■ **Task data**:
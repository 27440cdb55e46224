// Copyright 2025 Pageflow (https://github.com/pageflow-rs/pageflow)
//
// This program is free software: you can redistribute it and/or modify
// it under the terms of the GNU Affero General Public License as published by
// the Free Software Foundation, either version 3 of the License, or
// (at your option) any later version.
//
// This program is distributed in the hope that it will be useful,
// but WITHOUT ANY WARRANTY; without even the implied warranty of
// MERCHANTABILITY or FITNESS FOR A PARTICULAR PURPOSE. See the
// GNU Affero General Public License for more details.
//
// You should have received a copy of the GNU Affero General Public License
// along with this program. If not, see <https://www.gnu.org/licenses/>.

//! Display-language support.
//!
//! Chat platforms report a user's locale as an IETF/ISO code ("en", "ru",
//! "pt-BR"). Flag display names are keyed by [`Language`] so presentation
//! layers can translate filter and ordering labels; the core pipeline itself
//! never consults it.

use serde::{Deserialize, Serialize};

/// Languages supported for flag display names.
#[derive(Debug, Clone, Copy, PartialEq, Eq, Hash, Serialize, Deserialize)]
pub enum Language {
    /// English (default)
    English,
    /// Russian
    Russian,
    /// Ukrainian
    Ukrainian,
    /// Spanish
    Spanish,
    /// German
    German,
    /// Portuguese
    Portuguese,
}

impl Default for Language {
    fn default() -> Self {
        Self::English
    }
}

impl Language {
    /// ISO 639-1 code.
    pub fn code(&self) -> &'static str {
        match self {
            Self::English => "en",
            Self::Russian => "ru",
            Self::Ukrainian => "uk",
            Self::Spanish => "es",
            Self::German => "de",
            Self::Portuguese => "pt",
        }
    }

    /// Parse a locale code as reported by a chat platform.
    ///
    /// Region subtags are ignored ("pt-BR" parses as Portuguese). Unknown
    /// codes return `None`; callers usually fall back to the default.
    pub fn from_code(code: &str) -> Option<Self> {
        let primary = code
            .split(['-', '_'])
            .next()
            .unwrap_or(code)
            .to_ascii_lowercase();
        match primary.as_str() {
            "en" => Some(Self::English),
            "ru" => Some(Self::Russian),
            "uk" => Some(Self::Ukrainian),
            "es" => Some(Self::Spanish),
            "de" => Some(Self::German),
            "pt" => Some(Self::Portuguese),
            _ => None,
        }
    }
}

impl std::fmt::Display for Language {
    fn fmt(&self, f: &mut std::fmt::Formatter<'_>) -> std::fmt::Result {
        f.write_str(self.code())
    }
}
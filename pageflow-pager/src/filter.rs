// Copyright 2025 Pageflow (https://github.com/pageflow-rs/pageflow)
//
// This program is free software: you can redistribute it and/or modify
// it under the terms of the GNU Affero General Public License as published by
// the Free Software Foundation, either version 3 of the License, or
// (at your option) any later version.
//
// This program is distributed in the hope that it will be useful,
// but WITHOUT ANY WARRANTY; without even the implied warranty of
// MERCHANTABILITY or FITNESS FOR A PARTICULAR PURPOSE. See the
// GNU Affero General Public License for more details.
//
// You should have received a copy of the GNU Affero General Public License
// along with this program. If not, see <https://www.gnu.org/licenses/>.

//! Quality filtering.

use tracing::debug;

use pageflow_core::{QualityFlag, Record, ANY_QUALITY};

/// Filter a record snapshot by an asked quality bitmask.
///
/// [`ANY_QUALITY`] passes the input through unchanged. Otherwise both the
/// asked value and each record's stored bitmask go through `Q`'s strict
/// constructor; a record whose bits do not form a valid `Q` value is
/// silently excluded, and a record is kept iff the asked value is bitwise
/// contained in its quality. Output order always matches input order.
pub fn filter_by_quality<T, Q>(records: &[Record<T>], asked_quality: u32) -> Vec<Record<T>>
where
    T: Clone,
    Q: QualityFlag,
{
    if asked_quality == ANY_QUALITY {
        return records.to_vec();
    }

    let asked = match Q::try_from_bits(asked_quality) {
        Ok(asked) => asked,
        Err(_) => {
            debug!(bits = asked_quality, "asked quality has undeclared bits, nothing matches");
            return Vec::new();
        }
    };

    records
        .iter()
        .filter(|record| match Q::try_from_bits(record.quality) {
            Ok(quality) => quality.contains(asked),
            Err(_) => false,
        })
        .cloned()
        .collect()
}
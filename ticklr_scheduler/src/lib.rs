pub mod delivery;
pub mod delivery_loop;
pub mod retry;
pub mod stats;
pub mod submission;
pub mod sweep;

pub use delivery::{Notification, NotificationKind, ReminderDeliveryChannel};
pub use delivery_loop::{DeliveryLoop, DeliveryLoopHandle, LoopState};
pub use retry::{RetryError, RetryPolicy};
pub use stats::{DeliveryStats, StatsSnapshot};
pub use submission::{AccessGate, ReminderRequests, ReminderService, SubmitOutcome};
pub use sweep::{DailyReminderSweep, StoredReminderSweep, Sweep, SweepContext};

#[cfg(test)]
mod test_utils;
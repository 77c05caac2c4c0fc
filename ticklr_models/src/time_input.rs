//! Parsing of free-form reminder times such as `18:00`, `18:00 12.06` or `18:00 12.06.2025`.
//!
//! Every instant produced here carries the offset of the `now` it was resolved against, so the
//! caller decides the civil timezone by choosing its clock.

use std::{str::FromStr, sync::LazyLock};

use chrono::{DateTime, Datelike, FixedOffset, NaiveDate, NaiveTime};
use regex::{Captures, Regex};
use thiserror::Error;

const TIME: &str = r"([0-9]{1,2}):([0-9]{2})";
const DAY_MONTH: &str = r"([0-9]{1,2})\.([0-9]{1,2})";

static FULL_DATE: LazyLock<Regex> =
    LazyLock::new(|| shape(&format!(r"{TIME}\s+{DAY_MONTH}\.([0-9]{{4}})")));
static SHORT_YEAR_DATE: LazyLock<Regex> =
    LazyLock::new(|| shape(&format!(r"{TIME}\s+{DAY_MONTH}\.([0-9]{{2}})")));
static NO_YEAR_DATE: LazyLock<Regex> = LazyLock::new(|| shape(&format!(r"{TIME}\s+{DAY_MONTH}")));
static TIME_ONLY: LazyLock<Regex> = LazyLock::new(|| shape(TIME));

fn shape(pattern: &str) -> Regex {
    Regex::new(&format!("^{pattern}$")).expect("Reminder time patterns are valid.")
}

#[derive(Debug, Clone, Copy, PartialEq, Eq)]
pub struct ParsedTime {
    pub fire_at: DateTime<FixedOffset>,
    /// Input had no date part and was placed on the current day.
    pub today_only: bool,
}

#[derive(Debug, Error, PartialEq, Eq)]
pub enum ParseError {
    #[error("input does not match any supported time shape")]
    Unrecognized,

    #[error("time {hour}:{minute:02} is out of range")]
    InvalidTime { hour: u32, minute: u32 },

    #[error("{day:02}.{month:02}.{year} is not a calendar date")]
    InvalidDate { day: u32, month: u32, year: i32 },
}

#[derive(Debug, Clone, Copy, PartialEq, Eq)]
pub enum TimeValidation {
    Success {
        fire_at: DateTime<FixedOffset>,
        today_only: bool,
    },
    InvalidFormat,
    PastTime {
        today_only: bool,
    },
}

impl TimeValidation {
    pub fn status(&self) -> &'static str {
        match self {
            TimeValidation::Success { .. } => "success",
            TimeValidation::InvalidFormat => "invalid_format",
            TimeValidation::PastTime { .. } => "past_time",
        }
    }
}

enum DateInput {
    Full { day: u32, month: u32, year: i32 },
    NoYear { day: u32, month: u32 },
    Today,
}

pub fn parse_reminder_time(
    text: &str,
    now: &DateTime<FixedOffset>,
) -> Result<ParsedTime, ParseError> {
    let (hour, minute, date_input) = match_shape(text.trim())?;
    let time =
        NaiveTime::from_hms_opt(hour, minute, 0).ok_or(ParseError::InvalidTime { hour, minute })?;

    let today = now.date_naive();
    let (date, today_only) = match date_input {
        DateInput::Full { day, month, year } => (calendar_date(day, month, year)?, false),
        DateInput::NoYear { day, month } => {
            let this_year = calendar_date(day, month, today.year())?;
            if this_year < today {
                (calendar_date(day, month, today.year() + 1)?, false)
            } else {
                (this_year, false)
            }
        }
        DateInput::Today => (today, true),
    };

    let fire_at = date
        .and_time(time)
        .and_local_timezone(*now.offset())
        .single()
        .ok_or(ParseError::InvalidDate {
            day: date.day(),
            month: date.month(),
            year: date.year(),
        })?;

    Ok(ParsedTime {
        fire_at,
        today_only,
    })
}

/// Parses `text` and checks that the result lies strictly after `now`.
pub fn validate_reminder_time(text: &str, now: &DateTime<FixedOffset>) -> TimeValidation {
    match parse_reminder_time(text, now) {
        Err(error) => {
            log::debug!("Rejected reminder time {text:?}: {error}");
            TimeValidation::InvalidFormat
        }
        Ok(ParsedTime {
            fire_at,
            today_only,
        }) if fire_at <= *now => {
            log::debug!("Reminder time {fire_at} is not after {now}");
            TimeValidation::PastTime { today_only }
        }
        Ok(ParsedTime {
            fire_at,
            today_only,
        }) => TimeValidation::Success {
            fire_at,
            today_only,
        },
    }
}

/// `00..=30` land in this century, everything above in the previous one.
pub fn expand_two_digit_year(year: i32) -> i32 {
    if year <= 30 { 2000 + year } else { 1900 + year }
}

fn match_shape(text: &str) -> Result<(u32, u32, DateInput), ParseError> {
    if let Some(caps) = FULL_DATE.captures(text) {
        let date = DateInput::Full {
            day: number(&caps, 3)?,
            month: number(&caps, 4)?,
            year: number(&caps, 5)?,
        };
        return Ok((number(&caps, 1)?, number(&caps, 2)?, date));
    }

    if let Some(caps) = SHORT_YEAR_DATE.captures(text) {
        let date = DateInput::Full {
            day: number(&caps, 3)?,
            month: number(&caps, 4)?,
            year: expand_two_digit_year(number(&caps, 5)?),
        };
        return Ok((number(&caps, 1)?, number(&caps, 2)?, date));
    }

    if let Some(caps) = NO_YEAR_DATE.captures(text) {
        let date = DateInput::NoYear {
            day: number(&caps, 3)?,
            month: number(&caps, 4)?,
        };
        return Ok((number(&caps, 1)?, number(&caps, 2)?, date));
    }

    if let Some(caps) = TIME_ONLY.captures(text) {
        return Ok((number(&caps, 1)?, number(&caps, 2)?, DateInput::Today));
    }

    Err(ParseError::Unrecognized)
}

fn number<T: FromStr>(caps: &Captures<'_>, group: usize) -> Result<T, ParseError> {
    caps.get(group)
        .and_then(|m| m.as_str().parse().ok())
        .ok_or(ParseError::Unrecognized)
}

fn calendar_date(day: u32, month: u32, year: i32) -> Result<NaiveDate, ParseError> {
    NaiveDate::from_ymd_opt(year, month, day).ok_or(ParseError::InvalidDate { day, month, year })
}
use std::sync::Arc;

use anyhow::Context;
use async_trait::async_trait;
use chrono::{DateTime, FixedOffset, Timelike};
use tokio::sync::watch;
use tokio_util::sync::CancellationToken;

use ticklr_models::{clock::Clock, reminder::Reminder};
use ticklr_storage::{DailyReminderManager, DueDailyReminder, ReminderStorage};

use crate::{
    delivery::{Notification, NotificationKind, ReminderDeliveryChannel},
    delivery_loop::LoopState,
    retry::{RetryError, RetryPolicy},
    stats::DeliveryStats,
};

/// What a sweep sees of the loop driving it.
pub struct SweepContext {
    cancellation_token: CancellationToken,
    state: watch::Sender<LoopState>,
}

impl SweepContext {
    pub fn new(cancellation_token: CancellationToken, state: watch::Sender<LoopState>) -> Self {
        Self {
            cancellation_token,
            state,
        }
    }

    pub fn cancellation_token(&self) -> &CancellationToken {
        &self.cancellation_token
    }

    pub fn is_cancelled(&self) -> bool {
        self.cancellation_token.is_cancelled()
    }

    pub fn set_state(&self, state: LoopState) {
        self.state.send_replace(state);
    }
}

/// One pass over whatever is due. Called by the delivery loop once per interval.
///
/// Failures of single deliveries are handled inside the sweep; an `Err` means the whole pass
/// could not run.
#[async_trait]
pub trait Sweep: Send + Sync + 'static {
    async fn sweep(&self, ctx: &SweepContext) -> anyhow::Result<()>;
}

enum Delivery {
    Delivered,
    Failed,
    Cancelled,
}

async fn deliver(
    channel: &dyn ReminderDeliveryChannel,
    retry: &RetryPolicy,
    notification: &Notification,
    ctx: &SweepContext,
) -> Delivery {
    let result = retry
        .run(ctx.cancellation_token(), |_| {
            channel.send_notification(notification)
        })
        .await;

    match result {
        Ok(()) => Delivery::Delivered,
        Err(RetryError::Cancelled { attempts }) => {
            log::info!(
                "Delivery cancelled, reminder stays pending [recipient = {}, attempts = {attempts}]",
                notification.recipient
            );
            Delivery::Cancelled
        }
        Err(error @ RetryError::Exhausted { .. }) => {
            log::error!(
                "Could not deliver reminder [recipient = {}]: {error}",
                notification.recipient
            );
            Delivery::Failed
        }
    }
}

pub struct StoredReminderSweep<S: ReminderStorage> {
    storage: Arc<S>,
    channel: Arc<dyn ReminderDeliveryChannel>,
    clock: Arc<dyn Clock>,
    stats: Arc<DeliveryStats>,
    retry: RetryPolicy,
    retention_days: u32,
}

impl<S: ReminderStorage + 'static> StoredReminderSweep<S> {
    pub fn new(
        storage: Arc<S>,
        channel: Arc<dyn ReminderDeliveryChannel>,
        clock: Arc<dyn Clock>,
        stats: Arc<DeliveryStats>,
    ) -> Self {
        Self {
            storage,
            channel,
            clock,
            stats,
            retry: RetryPolicy::default(),
            retention_days: 7,
        }
    }

    pub fn with_retry(mut self, retry: RetryPolicy) -> Self {
        self.retry = retry;
        self
    }

    pub fn with_retention_days(mut self, retention_days: u32) -> Self {
        self.retention_days = retention_days;
        self
    }

    async fn deliver_reminder(&self, reminder: &Reminder, ctx: &SweepContext) {
        let notification = Notification::from(reminder);

        match deliver(self.channel.as_ref(), &self.retry, &notification, ctx).await {
            Delivery::Delivered => {}
            Delivery::Cancelled => return,
            Delivery::Failed => {
                self.stats.record_error();
                return;
            }
        }

        match self.storage.mark_sent(reminder.id).await {
            Ok(()) => {
                self.stats.record_sent();
                log::info!(
                    "Reminder delivered [reminder_id = {}, owner_id = {}]",
                    reminder.id,
                    reminder.owner_id
                );
            }
            Err(error) => {
                self.stats.record_error();
                log::error!(
                    "Reminder delivered but not marked as sent, it may fire again [reminder_id = {}]: {error}",
                    reminder.id
                );
            }
        }
    }

    async fn cleanup(&self, now: DateTime<FixedOffset>) {
        match self.storage.cleanup(self.retention_days, now).await {
            Ok(removed) => log::debug!(
                "Retention cleanup finished [removed = {removed}, retention_days = {}]",
                self.retention_days
            ),
            Err(error) => {
                self.stats.record_error();
                log::error!("Retention cleanup failed: {error}");
            }
        }
    }
}

#[async_trait]
impl<S: ReminderStorage + 'static> Sweep for StoredReminderSweep<S> {
    async fn sweep(&self, ctx: &SweepContext) -> anyhow::Result<()> {
        ctx.set_state(LoopState::Sweeping);
        let now = self.clock.now();

        let due = self
            .storage
            .get_due(now)
            .await
            .context("Could not load due reminders")?;

        if !due.is_empty() {
            log::info!("Delivering due reminders [count = {}]", due.len());
            ctx.set_state(LoopState::Delivering(due.len()));
        }

        for reminder in &due {
            if ctx.is_cancelled() {
                log::info!("Sweep interrupted, remaining reminders stay pending");
                return Ok(());
            }
            self.deliver_reminder(reminder, ctx).await;
        }

        if now.minute() == 0 && !ctx.is_cancelled() {
            self.cleanup(now).await;
        }

        Ok(())
    }
}

/// Delivers [`DailyReminderManager`] entries whose hour and minute match the current time.
pub struct DailyReminderSweep {
    manager: Arc<DailyReminderManager>,
    channel: Arc<dyn ReminderDeliveryChannel>,
    clock: Arc<dyn Clock>,
    stats: Arc<DeliveryStats>,
    retry: RetryPolicy,
}

impl DailyReminderSweep {
    pub fn new(
        manager: Arc<DailyReminderManager>,
        channel: Arc<dyn ReminderDeliveryChannel>,
        clock: Arc<dyn Clock>,
        stats: Arc<DeliveryStats>,
    ) -> Self {
        Self {
            manager,
            channel,
            clock,
            stats,
            retry: RetryPolicy::default(),
        }
    }

    pub fn with_retry(mut self, retry: RetryPolicy) -> Self {
        self.retry = retry;
        self
    }
}

fn daily_notification(due: &DueDailyReminder, now: &DateTime<FixedOffset>) -> Notification {
    let fire_at = now
        .date_naive()
        .and_time(due.time.into_time())
        .and_local_timezone(*now.offset())
        .single()
        .unwrap_or(*now);

    Notification {
        recipient: due.address,
        fire_at,
        text: None,
        kind: NotificationKind::Daily,
    }
}

#[async_trait]
impl Sweep for DailyReminderSweep {
    async fn sweep(&self, ctx: &SweepContext) -> anyhow::Result<()> {
        ctx.set_state(LoopState::Sweeping);
        let now = self.clock.now();
        let due = self.manager.due_at(now.time()).await;

        if !due.is_empty() {
            ctx.set_state(LoopState::Delivering(due.len()));
        }

        for reminder in &due {
            if ctx.is_cancelled() {
                return Ok(());
            }

            let notification = daily_notification(reminder, &now);
            match deliver(self.channel.as_ref(), &self.retry, &notification, ctx).await {
                Delivery::Delivered => {
                    self.manager.remove(reminder.owner_id).await;
                    self.stats.record_sent();
                    log::info!("Daily reminder delivered [owner_id = {}]", reminder.owner_id);
                }
                Delivery::Failed => self.stats.record_error(),
                Delivery::Cancelled => {}
            }
        }

        Ok(())
    }
}
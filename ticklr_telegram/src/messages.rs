//! Texts and keyboards the bot sends. Everything here is HTML, user-provided text is escaped.

use std::time::Duration;

use chrono::{DateTime, FixedOffset};
use teloxide::{
    types::{InlineKeyboardButton, InlineKeyboardMarkup},
    utils::html,
};

use ticklr_models::{
    display::{format_date, format_full, format_short, format_time, time_until},
    reminder::{Reminder, ReminderId},
};
use ticklr_scheduler::{Notification, NotificationKind, StatsSnapshot, SubmitOutcome};

const DELETE_PREFIX: &str = "delete:";

pub const GENERIC_ERROR: &str = "Something went wrong. Please try again a bit later.";

pub const ACCESS_DENIED: &str = "Sorry, this bot is private.";

pub const ADMIN_ONLY: &str = "This command is only available to the administrator.";

pub fn welcome() -> String {
    format!(
        "👋 Hi! Send me a time and I will remind you.\n\n{}",
        help()
    )
}

pub fn help() -> String {
    "<b>Formats</b>
<code>18:30</code> today
<code>18:30 25.12</code> on a date this year (or next, if it has passed)
<code>18:30 25.12.2025</code> or <code>18:30 25.12.25</code> on an exact date

Anything on the following lines becomes the reminder text.

/list shows your reminders, /cancel &lt;id&gt; removes one."
        .to_string()
}

pub fn invalid_format() -> String {
    "🤔 I could not understand the time. Try <code>18:30</code> or <code>18:30 25.12.2025</code>."
        .to_string()
}

pub fn past_time(today_only: bool) -> String {
    if today_only {
        "⌛ That time has already passed today. Add a date, e.g. <code>09:00 25.12</code>.".to_string()
    } else {
        "⌛ That moment is already in the past.".to_string()
    }
}

pub fn created(
    reminder: &Reminder,
    pending_count: Option<u64>,
    now: &DateTime<FixedOffset>,
) -> String {
    let mut message = format!(
        "✅ Reminder #{} set for <b>{}</b> ({}).",
        reminder.id,
        format_full(&reminder.fire_at),
        time_until(&reminder.fire_at, now)
    );

    if let Some(text) = &reminder.text {
        message.push_str(&format!("\n📝 {}", html::escape(text)));
    }
    if let Some(count) = pending_count {
        message.push_str(&format!("\nPending reminders: {count}"));
    }

    message
}

pub fn submit_reply(outcome: &SubmitOutcome, now: &DateTime<FixedOffset>) -> String {
    match outcome {
        SubmitOutcome::Created {
            reminder,
            pending_count,
            ..
        } => created(reminder, *pending_count, now),
        SubmitOutcome::InvalidFormat => invalid_format(),
        SubmitOutcome::PastTime { today_only } => past_time(*today_only),
        SubmitOutcome::AccessDenied => ACCESS_DENIED.to_string(),
        SubmitOutcome::Failed => GENERIC_ERROR.to_string(),
    }
}

pub fn reminder_list(reminders: &[Reminder], now: &DateTime<FixedOffset>) -> String {
    if reminders.is_empty() {
        return "You have no pending reminders.".to_string();
    }

    let lines = reminders
        .iter()
        .map(|reminder| {
            let mut line = format!(
                "#{} <b>{}</b> ({})",
                reminder.id,
                format_full(&reminder.fire_at),
                time_until(&reminder.fire_at, now)
            );
            if let Some(text) = &reminder.text {
                line.push_str(&format!(" {}", html::escape(text)));
            }
            line
        })
        .collect::<Vec<String>>()
        .join("\n");

    format!("⏰ <b>Your reminders</b>\n{lines}")
}

pub fn list_keyboard(reminders: &[Reminder]) -> InlineKeyboardMarkup {
    let rows = reminders
        .iter()
        .map(|reminder| {
            vec![InlineKeyboardButton::callback(
                format!("❌ {}", format_short(&reminder.fire_at)),
                delete_callback_data(reminder.id),
            )]
        })
        .collect::<Vec<_>>();

    InlineKeyboardMarkup::new(rows)
}

pub fn delete_callback_data(id: ReminderId) -> String {
    format!("{DELETE_PREFIX}{id}")
}

pub fn parse_delete_callback(data: &str) -> Option<ReminderId> {
    data.strip_prefix(DELETE_PREFIX)?.parse().ok()
}

pub fn cancel_reply(id: ReminderId, cancelled: bool) -> String {
    if cancelled {
        format!("🗑 Reminder #{id} cancelled.")
    } else {
        format!("There is no pending reminder #{id}.")
    }
}

pub fn cancel_usage() -> String {
    "Usage: /cancel &lt;id&gt;. Use /list to see the ids.".to_string()
}

pub fn notification(notification: &Notification) -> String {
    match notification.kind {
        NotificationKind::Scheduled => match &notification.text {
            Some(text) => format!("⏰ <b>Reminder!</b>\n{}", html::escape(text)),
            None => format!(
                "⏰ <b>Reminder!</b> It is {}, {}.",
                format_time(&notification.fire_at),
                format_date(&notification.fire_at)
            ),
        },
        NotificationKind::Daily => format!(
            "🔁 <b>Daily reminder</b> for {}.",
            format_time(&notification.fire_at)
        ),
    }
}

pub fn stats(snapshot: &StatsSnapshot) -> String {
    format!(
        "📊 <b>Bot statistics</b>
Running since: {}
Uptime: {}
Messages processed: {}
Reminders sent: {}
Errors: {}",
        format_full(&snapshot.started_at),
        format_uptime(snapshot.uptime),
        snapshot.messages,
        snapshot.sent,
        snapshot.errors
    )
}

fn format_uptime(uptime: Duration) -> String {
    let seconds = uptime.as_secs();
    let days = seconds / 86_400;
    let hours = seconds % 86_400 / 3600;
    let minutes = seconds % 3600 / 60;

    if days > 0 {
        format!("{days}d {hours}h {minutes}m")
    } else {
        format!("{hours}h {minutes}m")
    }
}

#[cfg(test)]
mod tests;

■ **How to complete this task**:
Give back every line of the listing where the word "watch" shows up.

■ **Exercise result**:
use tokio::sync::watch;
    state: watch::Sender<LoopState>,
    pub fn new(cancellation_token: CancellationToken, state: watch::Sender<LoopState>) -> Self {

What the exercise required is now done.